▶ [What you have to do]:
Your task is to find every line in the records that holds the string "PlatformErrorBody" and copy it.

----------

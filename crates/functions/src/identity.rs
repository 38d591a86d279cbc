//! Platform admin identity client.
//!
//! Creates user accounts through the platform's admin API using the
//! service-role key. This client never handles end-user tokens; it is the
//! privileged half of the signup flow.

use reqwest::header::{CONTENT_TYPE, HeaderMap, HeaderValue};
use secrecy::{ExposeSecret, SecretString};
use serde::Deserialize;
use thiserror::Error;

use crate::config::FunctionsConfig;

/// Errors that can occur when creating accounts on the platform.
#[derive(Debug, Error)]
pub enum IdentityError {
    /// HTTP request failed.
    #[error("HTTP error: {0}")]
    Http(#[from] reqwest::Error),

    /// The platform refused the request.
    #[error("{message}")]
    Api {
        /// HTTP status returned by the platform.
        status: u16,
        /// The platform's own message, or a status fallback.
        message: String,
    },

    /// Failed to parse a response.
    #[error("Parse error: {0}")]
    Parse(String),
}

/// A newly created account.
#[derive(Debug, Clone, Deserialize)]
pub struct CreatedUser {
    /// The platform user id.
    pub id: String,
    /// Echoed email, when the platform includes it.
    #[serde(default)]
    pub email: Option<String>,
}

/// Client for the platform's admin identity API.
#[derive(Clone)]
pub struct IdentityAdminClient {
    client: reqwest::Client,
    create_user_url: String,
}

impl IdentityAdminClient {
    /// Create a new admin identity client.
    ///
    /// # Errors
    ///
    /// Returns an error if the service-role key is not a valid header value
    /// or the HTTP client fails to build.
    pub fn new(config: &FunctionsConfig) -> Result<Self, IdentityError> {
        let mut headers = HeaderMap::new();
        headers.insert(
            "apikey",
            secret_header(&config.service_role_key)
                .map_err(|e| IdentityError::Parse(format!("invalid service key format: {e}")))?,
        );
        headers.insert(
            reqwest::header::AUTHORIZATION,
            bearer_header(&config.service_role_key)
                .map_err(|e| IdentityError::Parse(format!("invalid service key format: {e}")))?,
        );
        headers.insert(CONTENT_TYPE, HeaderValue::from_static("application/json"));

        let client = reqwest::Client::builder()
            .default_headers(headers)
            .build()?;

        let base = config.platform_url.trim_end_matches('/');

        Ok(Self {
            client,
            create_user_url: format!("{base}/auth/v1/admin/users"),
        })
    }

    /// Create a user account.
    ///
    /// # Errors
    ///
    /// Returns [`IdentityError::Api`] with the platform's message when the
    /// account cannot be created (already exists, policy violation, ...).
    pub async fn create_user(
        &self,
        email: &str,
        password: &str,
        email_confirm: bool,
    ) -> Result<CreatedUser, IdentityError> {
        let body = serde_json::json!({
            "email": email,
            "password": password,
            "email_confirm": email_confirm,
        });

        let response = self
            .client
            .post(&self.create_user_url)
            .json(&body)
            .send()
            .await?;
        let status = response.status();

        if !status.is_success() {
            let text = response.text().await.unwrap_or_default();
            return Err(IdentityError::Api {
                status: status.as_u16(),
                message: platform_error_message(&text)
                    .unwrap_or_else(|| format!("Account creation failed with status {}.", status.as_u16())),
            });
        }

        response
            .json()
            .await
            .map_err(|e| IdentityError::Parse(e.to_string()))
    }
}

/// Platform error body; field names have varied across revisions.
#[derive(Debug, Deserialize)]
struct PlatformErrorBody {
    error_description: Option<String>,
    msg: Option<String>,
    error: Option<String>,
}

/// Extract a human-readable message from a platform error body.
fn platform_error_message(text: &str) -> Option<String> {
    let body: PlatformErrorBody = serde_json::from_str(text).ok()?;
    body.error_description.or(body.msg).or(body.error)
}

/// Build a raw header value from a secret.
fn secret_header(secret: &SecretString) -> Result<HeaderValue, reqwest::header::InvalidHeaderValue> {
    let mut value = HeaderValue::from_str(secret.expose_secret())?;
    value.set_sensitive(true);
    Ok(value)
}

/// Build a bearer header value from a secret.
fn bearer_header(secret: &SecretString) -> Result<HeaderValue, reqwest::header::InvalidHeaderValue> {
    let mut value = HeaderValue::from_str(&format!("Bearer {}", secret.expose_secret()))?;
    value.set_sensitive(true);
    Ok(value)
}

#[cfg(test)]
#[allow(clippy::unwrap_used)]
mod tests {
    use super::*;

    #[test]
    fn test_created_user_parses() {
        let user: CreatedUser =
            serde_json::from_str(r#"{"id":"u-1","email":"a@wapitee.io","role":""}"#).unwrap();
        assert_eq!(user.id, "u-1");
        assert_eq!(user.email.as_deref(), Some("a@wapitee.io"));
    }

    #[test]
    fn test_platform_error_message_variants() {
        assert_eq!(
            platform_error_message(r#"{"msg":"User already registered"}"#).as_deref(),
            Some("User already registered")
        );
        assert_eq!(
            platform_error_message(r#"{"error":"invalid_request"}"#).as_deref(),
            Some("invalid_request")
        );
        assert!(platform_error_message("not json").is_none());
    }
}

----------

▶ [Result of this exercise]:
struct PlatformErrorBody {
    let body: PlatformErrorBody = serde_json::from_str(text).ok()?;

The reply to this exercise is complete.